Permettez à «Blick», quotidien populaire rompu à la chronique des votations helvétiques, d’attirer donc votre attention sur quelques points que votre visite en Suisse aurait pu permettre d’éclaircir.

Le premier point est qu’un référendum est un aboutissement, pas une manœuvre, ni un chemin de traverse politique. Il doit, pour être respecté, énoncer la décision finale à l’issue d’une campagne focalisée sur la question posée. Si vous n’êtes pas prêt à perdre, ne la posez pas! Et si vous pensez la gagner, gardez-vous bien de le montrer. Vous avez, dans votre discours, parlé de «lucidité et d’humilité» à propos de votre dissolution controversée de l’Assemblée. Faites de ces mots votre seul ordre de marche référendaire.

Question et explication

Le second point est que toute question mérite explication. Quelles seront les conséquences du «Oui» ? Quelles seront celles du «Non» ? La pédagogie est le prérequis d’un référendum réussi, compris et utile pour le pays.
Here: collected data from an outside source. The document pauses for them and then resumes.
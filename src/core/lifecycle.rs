/// Project lifecycle: the state machine a phase moves through and the
/// orchestration that drives validate → generate → score.
use rayon::prelude::*;
use serde::Serialize;
use serde_json::Value;
use std::fmt;
use std::path::{Path, PathBuf};
use thiserror::Error;
use tracing::{debug, info};

use crate::core::alignment::{self, AlignmentReport, DocumentSet};
use crate::core::doc_types::{ReviewPlan, WorkPlan};
use crate::core::loader::{ConfigLoader, LoaderError, SchemaErrors, Validated};
use crate::core::pipeline::{GenerationError, NarrativeGenerator, RenderedDocument};
use crate::core::rubric::Rubric;
use crate::core::scorer::{self, Classification, ScoreComputationError, ScoreReport};
use crate::core::settings::Settings;

#[derive(Debug, Error)]
pub enum LifecycleError {
    #[error("invalid state transition from {from} to {to}")]
    InvalidTransition {
        from: ProjectState,
        to: ProjectState,
    },
    #[error(transparent)]
    Loader(#[from] LoaderError),
    #[error(transparent)]
    Schema(#[from] SchemaErrors),
    #[error(transparent)]
    Generation(#[from] GenerationError),
    #[error(transparent)]
    Score(#[from] ScoreComputationError),
}

#[derive(Debug, Clone, Copy, PartialEq, Eq, Hash, Serialize)]
#[serde(rename_all = "snake_case")]
pub enum ProjectState {
    Draft,
    Validated,
    Generated,
    Scored,
    Approved,
    ConditionalApproval,
    Rejected,
    AlignmentChecked,
    Aligned,
    MisalignedPendingFix,
}

impl ProjectState {
    /// Valid next states from the current state.
    #[must_use]
    pub const fn allowed_next_states(self) -> &'static [Self] {
        match self {
            Self::Draft => &[Self::Validated],
            Self::Validated => &[Self::Generated],
            Self::Generated => &[Self::Scored],
            Self::Scored => &[Self::Approved, Self::ConditionalApproval, Self::Rejected],
            Self::Approved | Self::ConditionalApproval => &[Self::AlignmentChecked],
            Self::AlignmentChecked => &[Self::Aligned, Self::MisalignedPendingFix],
            Self::Rejected | Self::MisalignedPendingFix => &[Self::Draft],
            Self::Aligned => &[],
        }
    }

    #[must_use]
    pub fn can_transition_to(self, next: Self) -> bool {
        self.allowed_next_states().contains(&next)
    }

    pub fn advance(self, next: Self) -> Result<Self, LifecycleError> {
        if self.can_transition_to(next) {
            debug!(from = %self, to = %next, "state transition");
            Ok(next)
        } else {
            Err(LifecycleError::InvalidTransition {
                from: self,
                to: next,
            })
        }
    }

    /// Back to `Draft` after manual edits. Only rejected or misaligned
    /// projects are revised; nothing retries on its own.
    pub fn revise(self) -> Result<Self, LifecycleError> {
        match self {
            Self::Rejected | Self::MisalignedPendingFix => self.advance(Self::Draft),
            other => Err(LifecycleError::InvalidTransition {
                from: other,
                to: Self::Draft,
            }),
        }
    }

    #[must_use]
    pub const fn as_str(self) -> &'static str {
        match self {
            Self::Draft => "draft",
            Self::Validated => "validated",
            Self::Generated => "generated",
            Self::Scored => "scored",
            Self::Approved => "approved",
            Self::ConditionalApproval => "conditional_approval",
            Self::Rejected => "rejected",
            Self::AlignmentChecked => "alignment_checked",
            Self::Aligned => "aligned",
            Self::MisalignedPendingFix => "misaligned_pending_fix",
        }
    }
}

impl fmt::Display for ProjectState {
    fn fmt(&self, f: &mut fmt::Formatter<'_>) -> fmt::Result {
        f.write_str(self.as_str())
    }
}

impl From<Classification> for ProjectState {
    fn from(classification: Classification) -> Self {
        match classification {
            Classification::Approved => Self::Approved,
            Classification::ConditionalApproval => Self::ConditionalApproval,
            Classification::Rejected => Self::Rejected,
        }
    }
}

/// Everything one phase produced on its way through the pipeline.
#[derive(Debug)]
pub struct PhaseRun {
    pub state: ProjectState,
    pub validated: Validated,
    pub work_plan: RenderedDocument,
    pub review_plan: RenderedDocument,
    /// Score of the work plan.
    pub score: ScoreReport,
}

impl PhaseRun {
    pub fn phase(&self) -> u32 {
        self.work_plan.phase
    }

    pub fn documents(&self) -> [&RenderedDocument; 2] {
        [&self.work_plan, &self.review_plan]
    }

    /// Write both plans under `root`, work plan first. Each file is
    /// written atomically; a failure stops before the next file.
    pub fn write_to(&self, root: &Path) -> Result<Vec<PathBuf>, GenerationError> {
        self.documents()
            .into_iter()
            .map(|doc| doc.write_to(root))
            .collect()
    }
}

/// Drives validate → generate → score with one loader, one generator per
/// plan kind, and one rubric.
pub struct ProjectRun {
    loader: ConfigLoader,
    work: NarrativeGenerator,
    review: NarrativeGenerator,
    rubric: Rubric,
}

impl ProjectRun {
    pub fn new(
        loader: ConfigLoader,
        work: NarrativeGenerator,
        review: NarrativeGenerator,
        rubric: Rubric,
    ) -> Self {
        Self {
            loader,
            work,
            review,
            rubric,
        }
    }

    pub fn from_settings(settings: &Settings) -> Result<Self, LifecycleError> {
        let loader = ConfigLoader::new()?.mode(settings.run_mode);
        let mut work = NarrativeGenerator::builder(WorkPlan);
        let mut review = NarrativeGenerator::builder(ReviewPlan);
        if let Some(dir) = &settings.templates_dir {
            work = work.templates_dir(dir);
            review = review.templates_dir(dir);
        }
        Ok(Self::new(
            loader,
            work.build()?,
            review.build()?,
            settings.rubric()?,
        ))
    }

    pub fn rubric(&self) -> &Rubric {
        &self.rubric
    }

    pub fn loader(&self) -> &ConfigLoader {
        &self.loader
    }

    /// Run one config file through the pipeline.
    pub fn run_phase(&self, path: &Path) -> Result<PhaseRun, LifecycleError> {
        let validated = self.loader.load_file(path)?;
        self.run_validated(validated)
    }

    /// Run an already-parsed JSON config.
    pub fn run_value(&self, document: &str, instance: &Value) -> Result<PhaseRun, LifecycleError> {
        let validated = self.loader.validate(document, instance)?;
        self.run_validated(validated)
    }

    fn run_validated(&self, validated: Validated) -> Result<PhaseRun, LifecycleError> {
        let mut state = ProjectState::Draft.advance(ProjectState::Validated)?;

        let work_plan = self.work.generate(&validated.config)?;
        let review_plan = self.review.generate(&validated.config)?;
        state = state.advance(ProjectState::Generated)?;

        let score = scorer::score(
            &work_plan.relative_path.display().to_string(),
            &work_plan.text,
            &self.rubric,
        )?;
        state = state
            .advance(ProjectState::Scored)?
            .advance(score.classification.into())?;
        info!(
            phase = work_plan.phase,
            total = score.total,
            state = %state,
            "phase run complete"
        );

        Ok(PhaseRun {
            state,
            validated,
            work_plan,
            review_plan,
            score,
        })
    }

    /// Run independent phase configs in parallel. Successful runs come
    /// back ordered by phase number, then failed configs ordered by path;
    /// a failure in one never affects the others.
    pub fn run_phases(&self, paths: &[PathBuf]) -> Vec<(PathBuf, Result<PhaseRun, LifecycleError>)> {
        let mut results: Vec<_> = paths
            .par_iter()
            .map(|path| (path.clone(), self.run_phase(path)))
            .collect();
        results.sort_by(|(a_path, a), (b_path, b)| {
            let key = |r: &Result<PhaseRun, LifecycleError>| match r {
                Ok(run) => (0, run.phase()),
                Err(_) => (1, 0),
            };
            key(a).cmp(&key(b)).then_with(|| a_path.cmp(b_path))
        });
        results
    }
}

/// Check a document set once the project has been approved.
pub fn check_alignment(
    state: ProjectState,
    documents: &DocumentSet,
) -> Result<(ProjectState, AlignmentReport), LifecycleError> {
    let checked = state.advance(ProjectState::AlignmentChecked)?;
    let report = alignment::check(documents);
    let next = if report.issues.iter().any(|i| i.is_error()) {
        ProjectState::MisalignedPendingFix
    } else {
        ProjectState::Aligned
    };
    Ok((checked.advance(next)?, report))
}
Rares sont les référendums gagnés, s’ils sont mal expliqués. Des mots simples. Des phrases simples. Des concepts simples. Vous qui aimez tant la complexité, laissez là pour une fois de côté!

Le troisième point ne dépend pas de vous. Enfin presque. Il dépend des forces politiques françaises. Toutes doivent s’engager à répondre à la question posée. Et à dissocier de vote de votre fonction, ou de votre mandat. Comment y parvenir dans une République si présidentielle? En prenant le plus possible vos distances avec le sujet et la campagne qui suivra. En vous murant dans le silence, une fois le référendum décidé et lancé. Et surtout en l’expliquant.

Une chose très sérieuse

Le dernier point est le plus important: un référendum, parce qu’il implique le peuple dans nos démocraties bousculées par la technologie, les réseaux sociaux et les mutations de l’information, est une chose très sérieuse. Y recourir sur une question centrale pour l’avenir de la nation ne peut donc pas se faire sans préparation, et par simple volonté présidentielle tombée d’en haut. Les Suisses se rendent aux votations avec la conviction que leur bulletin fera la différence car leur décision collective, quelle qu’elle soit, sera respectée.

Éviter le pire

Bonne année 2025 cher Président Macron! La recette helvétique n’est absolument pas parfaite. Elle ne prétend pas être un modèle. Mais elle fonctionne efficacement comme une déterminante soupape démocratique.

Vu la cocotte-minute qu’est la France, avec vous assis sur le couvercle, la scruter de plus près peut au moins vous permettre d'éviter le pire.